On Thu, 2024-02-08 at 12:38 -0800, mark_at_yahoo wrote:
> On 2/7/24 20:09, hw wrote:
> > On Sat, 2024-02-03 at 13:53 +0100, Lucio Chiappetti wrote:
> > > I hope to be able to go on with Xorg until I live.
> > 
> > Or use wayland and start living now :)  Living in the past seldwhen is
> > a good idea.
> Except when the past is better: More capable, complete, and highly 
> evolved architectural design. Read and understand Thomas' posts.
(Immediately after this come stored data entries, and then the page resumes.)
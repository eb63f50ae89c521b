//! Per-search memoization of previously computed diffs (spec.md §4.2).

#[cfg(test)]
mod tests;

use std::collections::HashMap;

/// A single memoized diff result: the precision it was computed at, and the
/// value itself.
#[derive(Debug, Clone, Copy)]
struct Cached {
    diff: f64,
    precision: u32,
}

/// Process-local map from `(x, y)` to the finest-precision diff seen for
/// that coordinate during one top-level alignment call.
///
/// Owned exclusively by the search that creates it; never shared across
/// top-level [`crate::search::best_round_sub`] calls. A lookup at
/// `(x, y, precision)` succeeds whenever the cached entry's precision is at
/// least as accurate (numerically `<=`) as requested.
#[derive(Debug, Default)]
pub struct DiffCache {
    entries: HashMap<(i64, i64), Cached>,
}

impl DiffCache {
    #[must_use]
    pub fn new() -> Self {
        Self::default()
    }

    /// Returns the cached diff at `(x, y)` if an entry exists whose stored
    /// precision is `<= precision`, otherwise `None`.
    #[must_use]
    pub fn lookup(&self, x: i64, y: i64, precision: u32) -> Option<f64> {
        self.entries
            .get(&(x, y))
            .filter(|c| c.precision <= precision)
            .map(|c| c.diff)
    }

    /// Records `diff` for `(x, y)` at `precision`, keeping whichever entry
    /// (new or existing) has the smaller (more accurate) precision.
    pub fn store(&mut self, x: i64, y: i64, diff: f64, precision: u32) {
        self.entries
            .entry((x, y))
            .and_modify(|c| {
                if precision < c.precision {
                    c.diff = diff;
                    c.precision = precision;
                }
            })
            .or_insert(Cached { diff, precision });
    }
}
Is it really better?  It seemed to me that wayland scales better in
that it leaves each program to work on its own and sending the results
of its work to what they call a compositor that pieces it all together
whereas Xorg requires a server process to do it all which could be a
bottleneck.

> Wayland improves performance over X11's client-server model?

Does it?

> Fine. If it wasn't possible to streamline X11 (I'm not convinced)
> then do the full redesign ... but include all the capabilities of
> the ICCCM and EWMH APIs. Even via an alternate, lower performance,
> internal path if necessary.

Who is gona do that?  IIUC there are obsolete things that must be
supported because the protocol requires them, and apparently the
protocol is set in stone.  That seems to prevent a redesign, and what
would be the advantage of reinventing the wheel in exactly the same
undesirable way?

On of top that, it might be rather difficult to add new features for
technical reasons and simply because nobody really wants to that
anymore.

> As I said before, Wayland sucks. If for no other reason that it will 
> force me to use bloated, crap window managers (excuse me: "Desktop 
> Environments").

You're being forced to use them anyway.  The problem is not a
particular window manger but other software as well since that
software has made it impossible to do basic things like adjusting the
font size, and it tends to depend on other software which is part of
such so-called desktop environments.  For example, try to use
Evolution without gnome-keyring or kmail without akonadi, and try to
get the fonts readable without gnome or kde.

You can more or less do the things you do with software that doesn't
depend on a so-called desktop environment, but not really, and what
you can still do is more complicated and difficult than just using the
software that works with the so-called desktop environment.  Having to
either hold a magnifying glass in front of the screen to be able to
read the fonts or using software that isn't up to the task isn't the
only problem, only a very annoying one.

> Either that or primitive tiling ones (talk about living in the
> past).

So you're arguing that not using a so-called desktop environment, like
instead of fvwm, means you're living in the past.  Maybe try sway or
i3 and you'll understand that they aren't primitive at all.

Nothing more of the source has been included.